In 1991 John was appointed by the provincial government as Chair of the Commission on Planning and Development Reform in Ontario. The Commission used an innovative consultative process to create proposals for public discussion. That process is described in the introductory chapter of the Commission’s report New Planning for Ontario, published by the Government of Ontario in 1993. The meat of the commission’s report was the recommendation that the provincial government should adopt strong land-use planning policies that would govern all those in the province making land-use decisions – municipalities, provincial ministries, the Ontario Municipal Board, and so forth.

The policies proposed by the Commission included: the protection and enhancement of significant natural features; prohibiting sprawling development; the introduction of affordable housing into all new development; the protection of quality agricultural areas; and the pursuit of energy and water conservation. The report also proposed a number of changes to the structures in which planning decisions were made to make them more open, accessible and accountable. The Commission’s report was released in 1993, and in the following two years the provincial government enacted most of the Commission’s recommendations, including a great many of the planning policy proposals. But in late 1995 the newly elected Conservative government of Mike Harris dismantled most of the changes and returned planning to a laissez-faire regime that became a playground for developers advocating sprawling subdivisions.

During the 1990s John worked with a number of consultants including John Van Nostrand Associates and Baird/Sampson Architects to produce “A Plan for Seaton”. This document described how a new city of 90,000 could be built on about 4,000 acres of land in an environmentally and economically self-sustaining manner. The report was prepared pursuant to a provincial government competition which the team managed to win, but the government took no action to develop these lands, located east of Toronto in North Pickering. John’s specific focus in this report was in respect to the creation of employment strategies to ensure that the new community would not be a bedroom community but would create enough jobs for those living there so that commuting would not be necessary.

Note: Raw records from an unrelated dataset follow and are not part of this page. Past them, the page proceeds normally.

//! Newtype IDs for type-safe entity references.
//!
//! Use the `define_id!` macro to create type-safe ID wrappers that prevent
//! accidentally mixing IDs from different entity types. Catalog IDs are
//! opaque strings (UUIDs in the hosted catalog, slugs in fixtures).

/// Macro to define a type-safe ID wrapper.
///
/// Creates a newtype wrapper around `String` with:
/// - `Serialize`/`Deserialize` with `#[serde(transparent)]`
/// - `Debug`, `Clone`, `PartialEq`, `Eq`, `PartialOrd`, `Ord`, `Hash`
/// - Conversion methods: `new()`, `as_str()`
/// - `From<String>`, `From<&str>` and `Into<String>` implementations
///
/// # Example
///
/// ```rust
/// # use solestyle_core::define_id;
/// define_id!(ShoeId);
/// define_id!(BrandId);
///
/// let shoe_id = ShoeId::new("runner-01");
/// let brand_id = BrandId::new("runner-01");
///
/// // These are different types, so this won't compile:
/// // let _: ShoeId = brand_id;
/// assert_eq!(shoe_id.as_str(), brand_id.as_str());
/// ```
#[macro_export]
macro_rules! define_id {
    ($name:ident) => {
        #[derive(
            Debug,
            Clone,
            PartialEq,
            Eq,
            PartialOrd,
            Ord,
            Hash,
            ::serde::Serialize,
            ::serde::Deserialize
        )]
        #[serde(transparent)]
        pub struct $name(String);

        impl $name {
            /// Create a new ID from any string-like value.
            #[must_use]
            pub fn new(id: impl Into<String>) -> Self {
                Self(id.into())
            }

            /// Get the underlying string value.
            #[must_use]
            pub fn as_str(&self) -> &str {
                &self.0
            }
        }

        impl ::core::fmt::Display for $name {
            fn fmt(&self, f: &mut ::core::fmt::Formatter<'_>) -> ::core::fmt::Result {
                f.write_str(&self.0)
            }
        }

        impl ::core::convert::AsRef<str> for $name {
            fn as_ref(&self) -> &str {
                &self.0
            }
        }

        impl From<String> for $name {
            fn from(id: String) -> Self {
                Self(id)
            }
        }

        impl From<&str> for $name {
            fn from(id: &str) -> Self {
                Self(id.to_string())
            }
        }

        impl From<$name> for String {
            fn from(id: $name) -> Self {
                id.0
            }
        }
    };
}

define_id!(ProductId);
define_id!(VariantId);
define_id!(OptionId);
define_id!(CollectionId);
define_id!(BlogPostId);

#[cfg(test)]
#[allow(clippy::unwrap_used)]
mod tests {
    use super::*;

    #[test]
    fn test_id_display_is_raw_value() {
        let id = CollectionId::new("running");
        assert_eq!(id.to_string(), "running");
        assert_eq!(id.as_str(), "running");
    }

    #[test]
    fn test_id_serde_is_transparent() {
        let id: ProductId = serde_json::from_str("\"p-42\"").unwrap();
        assert_eq!(id, ProductId::new("p-42"));
        assert_eq!(serde_json::to_string(&id).unwrap(), "\"p-42\"");
    }
}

In the mid-1990s John began working with Regent Park residents to create a viable plan to redevelop a corner of this large public housing project. Governments showed extraordinary reluctance to improve this community, although in 2002 the Toronto Community Housing Company produced a plan redeveloping all 69 acres of Regent Park North and South by introducing public streets, replacing the affordable units, and building a considerable number of market units. John has been a critic of this plan since it does not increase the amount of affordable housing; and it does not offer low income people ownership options. This is further described in the section of the web site entitled `Current political initiatives.’

In 1999 John wrote a booklet “Redeveloping Public Housing Projects”, published by the Caledon Institute of Social Policy. Much of this booklet is based on the experience in Regent Park.

In 2002 John began working with tenants in the Don Mount Court public housing project, to help them create a plan for redevelopment. He has been a strong critic of  the Toronto Community Housing Company, its plan for redevelopment and its delay in proceeding. This is further described in `Current Political initiatives.’

John has continued his interest in finding ways to reduce sprawl, which continues apace around Canadian cities. In September 2003 he addressed the International Joint Commission on the Great Lakes, arguing that land use planning strategies have failed to control sprawl, and it is time to pass general legislation prohibiting any further low-density single-use developments. See `Recent speeches and articles of note.’ As well, he participated with David Suzuki in the launch of the report on sprawl prepared by David Gurin for the David Suzuki Foundation, `Driven to Action.’ The report can be found at www.davidsuzuki.org.